Where the records below reach the line containing "use std::sync::Arc;", start transcribing, and end with the line containing "pub trait ReadingHandler", exactly and with nothing else added.
── Task data ──
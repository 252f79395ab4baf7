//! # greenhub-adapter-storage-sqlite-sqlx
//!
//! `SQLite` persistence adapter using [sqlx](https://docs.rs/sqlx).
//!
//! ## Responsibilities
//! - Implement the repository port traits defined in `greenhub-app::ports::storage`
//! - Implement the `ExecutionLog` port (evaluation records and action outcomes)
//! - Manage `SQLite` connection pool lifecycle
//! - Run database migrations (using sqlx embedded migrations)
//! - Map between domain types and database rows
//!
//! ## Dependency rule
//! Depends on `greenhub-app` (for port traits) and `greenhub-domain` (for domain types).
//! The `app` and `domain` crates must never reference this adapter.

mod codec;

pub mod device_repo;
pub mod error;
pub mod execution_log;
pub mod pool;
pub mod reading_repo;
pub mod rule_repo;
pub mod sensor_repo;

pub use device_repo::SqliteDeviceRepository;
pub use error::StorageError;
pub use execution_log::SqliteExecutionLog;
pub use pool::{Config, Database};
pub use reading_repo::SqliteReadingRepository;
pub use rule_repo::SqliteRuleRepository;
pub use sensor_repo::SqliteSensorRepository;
───
── Task data ──
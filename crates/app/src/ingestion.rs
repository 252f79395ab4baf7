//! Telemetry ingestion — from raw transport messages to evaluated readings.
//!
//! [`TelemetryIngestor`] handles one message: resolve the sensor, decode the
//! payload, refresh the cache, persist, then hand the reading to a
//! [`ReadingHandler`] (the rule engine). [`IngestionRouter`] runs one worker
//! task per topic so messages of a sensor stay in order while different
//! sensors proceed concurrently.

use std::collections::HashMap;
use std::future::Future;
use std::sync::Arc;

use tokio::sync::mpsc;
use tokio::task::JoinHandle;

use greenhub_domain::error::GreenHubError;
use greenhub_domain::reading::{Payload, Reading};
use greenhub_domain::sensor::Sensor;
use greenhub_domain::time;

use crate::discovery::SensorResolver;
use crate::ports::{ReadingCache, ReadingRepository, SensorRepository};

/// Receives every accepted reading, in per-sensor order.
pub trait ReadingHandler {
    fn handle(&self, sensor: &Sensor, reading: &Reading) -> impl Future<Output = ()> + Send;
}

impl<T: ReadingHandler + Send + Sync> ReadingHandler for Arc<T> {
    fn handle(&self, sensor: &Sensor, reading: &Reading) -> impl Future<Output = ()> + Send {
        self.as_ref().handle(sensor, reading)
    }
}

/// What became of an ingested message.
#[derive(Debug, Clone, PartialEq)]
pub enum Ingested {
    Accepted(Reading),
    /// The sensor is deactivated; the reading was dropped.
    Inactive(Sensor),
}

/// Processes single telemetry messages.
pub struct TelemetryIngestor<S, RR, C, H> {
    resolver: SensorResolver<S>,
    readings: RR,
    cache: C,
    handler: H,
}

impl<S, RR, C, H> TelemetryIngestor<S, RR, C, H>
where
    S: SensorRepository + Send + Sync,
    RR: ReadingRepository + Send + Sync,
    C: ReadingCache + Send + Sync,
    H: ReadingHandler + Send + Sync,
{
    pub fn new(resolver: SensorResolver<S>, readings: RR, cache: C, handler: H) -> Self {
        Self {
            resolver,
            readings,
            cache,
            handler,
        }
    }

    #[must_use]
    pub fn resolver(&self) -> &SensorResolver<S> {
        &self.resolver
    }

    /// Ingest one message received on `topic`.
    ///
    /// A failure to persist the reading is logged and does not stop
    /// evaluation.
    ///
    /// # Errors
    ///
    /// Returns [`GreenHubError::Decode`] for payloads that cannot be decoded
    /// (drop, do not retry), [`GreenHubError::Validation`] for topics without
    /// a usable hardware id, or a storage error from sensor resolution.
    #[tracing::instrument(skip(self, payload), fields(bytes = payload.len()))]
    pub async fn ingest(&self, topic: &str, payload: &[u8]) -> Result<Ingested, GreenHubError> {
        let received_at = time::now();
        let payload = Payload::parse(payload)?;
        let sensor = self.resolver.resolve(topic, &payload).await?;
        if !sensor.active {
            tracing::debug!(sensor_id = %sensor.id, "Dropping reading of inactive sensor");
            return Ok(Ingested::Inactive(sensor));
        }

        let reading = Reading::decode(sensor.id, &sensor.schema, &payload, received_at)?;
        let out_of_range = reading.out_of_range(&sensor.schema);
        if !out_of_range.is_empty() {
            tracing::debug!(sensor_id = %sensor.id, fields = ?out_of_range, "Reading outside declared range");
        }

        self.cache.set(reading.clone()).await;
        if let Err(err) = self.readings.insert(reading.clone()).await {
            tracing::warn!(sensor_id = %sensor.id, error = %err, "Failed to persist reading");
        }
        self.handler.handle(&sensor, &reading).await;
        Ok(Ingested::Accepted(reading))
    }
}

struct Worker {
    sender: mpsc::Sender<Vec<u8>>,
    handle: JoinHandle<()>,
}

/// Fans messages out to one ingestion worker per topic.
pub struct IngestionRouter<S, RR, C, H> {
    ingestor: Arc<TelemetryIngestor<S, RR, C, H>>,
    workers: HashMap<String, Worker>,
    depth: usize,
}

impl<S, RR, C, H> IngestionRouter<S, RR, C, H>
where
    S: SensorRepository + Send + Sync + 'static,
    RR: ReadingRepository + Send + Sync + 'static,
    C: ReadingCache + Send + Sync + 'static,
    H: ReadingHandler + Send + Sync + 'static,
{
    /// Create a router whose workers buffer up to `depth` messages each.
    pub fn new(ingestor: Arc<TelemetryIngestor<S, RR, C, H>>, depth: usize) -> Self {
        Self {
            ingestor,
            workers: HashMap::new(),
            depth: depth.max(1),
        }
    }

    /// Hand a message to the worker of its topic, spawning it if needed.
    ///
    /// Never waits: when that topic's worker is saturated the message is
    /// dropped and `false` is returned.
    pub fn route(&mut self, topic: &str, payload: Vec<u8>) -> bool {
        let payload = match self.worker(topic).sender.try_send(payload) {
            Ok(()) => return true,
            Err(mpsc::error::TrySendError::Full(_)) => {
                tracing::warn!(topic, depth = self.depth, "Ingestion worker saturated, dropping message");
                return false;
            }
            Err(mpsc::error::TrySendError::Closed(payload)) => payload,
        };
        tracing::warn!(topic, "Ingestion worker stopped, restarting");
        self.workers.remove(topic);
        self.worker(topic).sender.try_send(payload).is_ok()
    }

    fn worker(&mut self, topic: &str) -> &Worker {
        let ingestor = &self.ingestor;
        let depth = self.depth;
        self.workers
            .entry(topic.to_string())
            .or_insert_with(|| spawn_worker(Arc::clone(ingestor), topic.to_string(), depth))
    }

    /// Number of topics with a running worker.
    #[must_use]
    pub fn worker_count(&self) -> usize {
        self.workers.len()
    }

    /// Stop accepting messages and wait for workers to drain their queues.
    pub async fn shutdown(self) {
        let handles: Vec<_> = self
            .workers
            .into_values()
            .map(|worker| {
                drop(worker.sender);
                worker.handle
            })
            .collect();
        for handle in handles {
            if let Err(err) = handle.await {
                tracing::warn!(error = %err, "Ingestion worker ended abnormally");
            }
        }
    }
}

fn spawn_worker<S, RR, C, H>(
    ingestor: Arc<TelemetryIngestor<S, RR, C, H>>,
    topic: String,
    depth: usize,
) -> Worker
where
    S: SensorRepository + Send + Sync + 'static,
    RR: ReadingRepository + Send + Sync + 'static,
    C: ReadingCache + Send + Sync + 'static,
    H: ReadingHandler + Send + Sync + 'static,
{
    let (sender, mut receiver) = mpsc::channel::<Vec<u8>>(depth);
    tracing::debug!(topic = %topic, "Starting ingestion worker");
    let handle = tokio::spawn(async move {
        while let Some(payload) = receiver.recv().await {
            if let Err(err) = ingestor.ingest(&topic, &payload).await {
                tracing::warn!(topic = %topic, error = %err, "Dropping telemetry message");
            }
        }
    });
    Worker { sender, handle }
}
───
── Task data ──
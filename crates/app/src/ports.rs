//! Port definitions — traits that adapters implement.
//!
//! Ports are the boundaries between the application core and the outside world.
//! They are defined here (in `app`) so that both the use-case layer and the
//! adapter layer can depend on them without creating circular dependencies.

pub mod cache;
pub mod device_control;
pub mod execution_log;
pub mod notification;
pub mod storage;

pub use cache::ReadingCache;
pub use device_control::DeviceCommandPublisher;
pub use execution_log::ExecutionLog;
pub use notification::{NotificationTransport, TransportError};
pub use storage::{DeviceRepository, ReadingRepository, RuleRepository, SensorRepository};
───
** Completed exercise **
use std::sync::Arc;

use tokio::sync::mpsc;
use tokio::task::JoinHandle;

use greenhub_domain::error::GreenHubError;
use greenhub_domain::reading::{Payload, Reading};
use greenhub_domain::sensor::Sensor;
use greenhub_domain::time;

use crate::discovery::SensorResolver;
use crate::ports::{ReadingCache, ReadingRepository, SensorRepository};

/// Receives every accepted reading, in per-sensor order.
pub trait ReadingHandler {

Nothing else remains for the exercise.